Tuesday, September 25, 2007
Stinneford on The Original Meaning of "Unusual": The 8th Amendment as a Bar to Cruel Innovation
John F.G. Stinneford, Florida Coastal School of Law, has posted a new article, The Original Meaning of 'Unusual': The Eighth Amendment as a Bar to Cruel Innovation. It is forthcoming in the Northwestern University Law Review. Here's the abstract: Very briefly, my argument is that the word “unusual” was a term of art that referred to government practices that deviate from “long usage.” Under the common law ideology that came to the framers through Coke, Blackstone, and various others, the best way to determine whether a government practice comported with basic principles of justice was to ask whether it enjoyed “long usage” - that is, whether is was continuously employed throughout the jurisdiction for a very long time. The opposite of a practice that enjoys “long usage” is an “unusual” practice, or an innovation. The word “unusual” is included in the Cruel and Unusual Punishments Clause to direct courts to give scrutiny to new or innovative punishment practices; the assumption underlying the Clause being that when the government innovates in the realm of punishment, it often does so in the direction of greater cruelty. The implications of recognizing the original meaning of “unusual” are not merely academic. In recent decades, both Congress and state legislatures have significantly increased the penalties imposed on criminal offenders for a wide range of crimes. Seven states have imposed the previously unthinkable punishment of chemical castration on sex offenders, and several more are currently debating the imposition of surgical castration - a punishment practice that fell out of usage in England in the 13th century.

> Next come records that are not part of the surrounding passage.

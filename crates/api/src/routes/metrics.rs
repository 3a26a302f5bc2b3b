//! Prometheus scrape endpoint.

use axum::extract::State;
use axum::http::header::CONTENT_TYPE;
use axum::response::IntoResponse;
use metrics_exporter_prometheus::PrometheusHandle;

const PROMETHEUS_TEXT: &str = "text/plain; version=0.0.4; charset=utf-8";

/// GET /metrics: donation, intake and fulfillment counters plus the
/// fulfillment latency histogram.
pub async fn get(State(handle): State<PrometheusHandle>) -> impl IntoResponse {
    ([(CONTENT_TYPE, PROMETHEUS_TEXT)], handle.render())
}
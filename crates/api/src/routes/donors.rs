//! Donor registration and listing endpoints.

use std::sync::Arc;

use axum::Json;
use axum::extract::State;
use axum::extract::rejection::JsonRejection;
use axum::http::StatusCode;
use catalog::CatalogStore;
use domain::RegisterDonor;
use projections::DonorSummary;

use super::{AppState, CreatedResponse, DataResponse};
use crate::error::ApiError;

/// POST /api/donors
#[tracing::instrument(skip(state, payload))]
pub async fn create<S: CatalogStore + 'static>(
    State(state): State<Arc<AppState<S>>>,
    payload: Result<Json<RegisterDonor>, JsonRejection>,
) -> Result<(StatusCode, Json<CreatedResponse>), ApiError> {
    let Json(cmd) = payload?;
    let donor = state.registration.register_donor(cmd).await?;

    Ok((
        StatusCode::CREATED,
        Json(CreatedResponse {
            message: "Donor added".to_string(),
            id: donor.id.as_i64(),
        }),
    ))
}

/// GET /api/donors: every donor with derived status, newest first.
#[tracing::instrument(skip(state))]
pub async fn list<S: CatalogStore + 'static>(
    State(state): State<Arc<AppState<S>>>,
) -> Result<Json<DataResponse<Vec<DonorSummary>>>, ApiError> {
    let data = state.reports.donor_summaries().await?;
    Ok(Json(DataResponse { data }))
}
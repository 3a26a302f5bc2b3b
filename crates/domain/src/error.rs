//! Domain error types.

use catalog::{CatalogError, RequestStatus};
use common::RequestId;
use thiserror::Error;

/// Errors that can occur during domain operations.
#[derive(Debug, Error)]
pub enum DomainError {
    /// Malformed input, rejected before the store is touched.
    #[error("{0}")]
    Validation(String),

    /// A referenced row does not exist.
    #[error("{entity} {id} not found")]
    NotFound { entity: &'static str, id: String },

    /// The request was already fulfilled; nothing was debited.
    #[error("Request {0} is already fulfilled")]
    AlreadyFulfilled(RequestId),

    /// The request is in a terminal state other than `Fulfilled`.
    #[error("Request {request_id} is {status}, expected Pending")]
    InvalidState {
        request_id: RequestId,
        status: RequestStatus,
    },

    /// The inventory ledger cannot cover the debit.
    #[error("Insufficient stock for {category}: requested {requested}, available {available}")]
    InsufficientStock {
        category: String,
        requested: u32,
        available: u64,
    },

    /// A unique value is already taken.
    #[error("{0}")]
    Conflict(String),

    /// Unknown username or wrong password. The two are not distinguished.
    #[error("Invalid username or password")]
    InvalidCredentials,

    /// Password hashing or hash parsing failed.
    #[error("Password hashing error: {0}")]
    PasswordHashing(String),

    /// Connectivity loss, deadlock or serialization failure. Safe to retry.
    #[error("Transient store error: {0}")]
    TransientStore(#[source] CatalogError),

    /// A cross-entity invariant did not hold. Indicates a bug.
    #[error("Invariant violation: {0}")]
    InvariantViolation(String),

    /// Any other store failure.
    #[error("Store error: {0}")]
    Store(#[source] CatalogError),
}

impl DomainError {
    pub fn not_found(entity: &'static str, id: impl ToString) -> Self {
        DomainError::NotFound {
            entity,
            id: id.to_string(),
        }
    }

    /// Only transient store failures should be retried without new input.
    pub fn is_retryable(&self) -> bool {
        matches!(self, DomainError::TransientStore(_))
    }

    /// Short label used for metrics and logs.
    pub fn kind(&self) -> &'static str {
        match self {
            DomainError::Validation(_) => "validation",
            DomainError::NotFound { .. } => "not_found",
            DomainError::AlreadyFulfilled(_) => "already_fulfilled",
            DomainError::InvalidState { .. } => "invalid_state",
            DomainError::InsufficientStock { .. } => "insufficient_stock",
            DomainError::Conflict(_) => "conflict",
            DomainError::InvalidCredentials => "invalid_credentials",
            DomainError::PasswordHashing(_) => "password_hashing",
            DomainError::TransientStore(_) => "transient_store",
            DomainError::InvariantViolation(_) => "invariant_violation",
            DomainError::Store(_) => "store",
        }
    }
}

impl From<CatalogError> for DomainError {
    fn from(err: CatalogError) -> Self {
        if err.is_transient() {
            return DomainError::TransientStore(err);
        }
        match err {
            CatalogError::InsufficientStock {
                category,
                requested,
                available,
            } => DomainError::InsufficientStock {
                category,
                requested,
                available,
            },
            CatalogError::Duplicate(constraint) => {
                let message = match constraint.as_str() {
                    "staff_username_key" => "Username already exists".to_string(),
                    "staff_email_key" => "Email already exists".to_string(),
                    _ => format!("Duplicate value violates {constraint}"),
                };
                DomainError::Conflict(message)
            }
            CatalogError::MissingReference(reference) => DomainError::NotFound {
                entity: "Referenced row",
                id: reference,
            },
            CatalogError::InvalidAmount(amount) => {
                DomainError::Validation(format!("Quantity must be positive, got {amount}"))
            }
            other => DomainError::Store(other),
        }
    }
}
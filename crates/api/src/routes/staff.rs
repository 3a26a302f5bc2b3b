//! Staff registration, listing and login endpoints.

use std::sync::Arc;

use axum::Json;
use axum::extract::State;
use axum::extract::rejection::JsonRejection;
use axum::http::StatusCode;
use catalog::{CatalogStore, StaffProfile};
use domain::RegisterStaff;
use serde::{Deserialize, Serialize};

use super::{AppState, CreatedResponse, DataResponse};
use crate::error::ApiError;

#[derive(Deserialize)]
pub struct LoginBody {
    #[serde(default)]
    pub username: String,
    #[serde(default)]
    pub password: String,
}

#[derive(Debug, Serialize)]
pub struct LoginResponse {
    pub message: String,
    pub user: StaffProfile,
}

/// POST /api/staff
#[tracing::instrument(skip(state, payload))]
pub async fn create<S: CatalogStore + 'static>(
    State(state): State<Arc<AppState<S>>>,
    payload: Result<Json<RegisterStaff>, JsonRejection>,
) -> Result<(StatusCode, Json<CreatedResponse>), ApiError> {
    let Json(cmd) = payload?;
    let staff = state.registration.register_staff(cmd).await?;

    Ok((
        StatusCode::CREATED,
        Json(CreatedResponse {
            message: "Staff registered".to_string(),
            id: staff.id.as_i64(),
        }),
    ))
}

/// GET /api/staff
#[tracing::instrument(skip(state))]
pub async fn list<S: CatalogStore + 'static>(
    State(state): State<Arc<AppState<S>>>,
) -> Result<Json<DataResponse<Vec<StaffProfile>>>, ApiError> {
    let data = state.reports.staff().await?;
    Ok(Json(DataResponse { data }))
}

/// POST /api/login
#[tracing::instrument(skip(state, payload))]
pub async fn login<S: CatalogStore + 'static>(
    State(state): State<Arc<AppState<S>>>,
    payload: Result<Json<LoginBody>, JsonRejection>,
) -> Result<Json<LoginResponse>, ApiError> {
    let Json(body) = payload?;
    let user = state
        .registration
        .login(&body.username, &body.password)
        .await?;

    Ok(Json(LoginResponse {
        message: "Login successful".to_string(),
        user,
    }))
}
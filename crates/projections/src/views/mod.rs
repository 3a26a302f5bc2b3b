//! Report views computed from catalog rows.

pub mod donation_stats;
pub mod donor_summary;

pub use donation_stats::{DAILY_LOOKBACK_DAYS, DailyCount, DonationStats, TypeCount};
pub use donor_summary::{DonorSummary, summarize};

Such new punishments are often highly popular, and by that measure they comport with current “standards of decency,” which is the standard the Court now uses to determine whether a punishment violates the Eighth Amendment. Without a renewed recognition of the significance of the word “unusual,” courts will be powerless when faced with the primary danger against which the Cruel and Unusual Punishments Clause was designed to protect: The tyranny of enflamed majority opinion.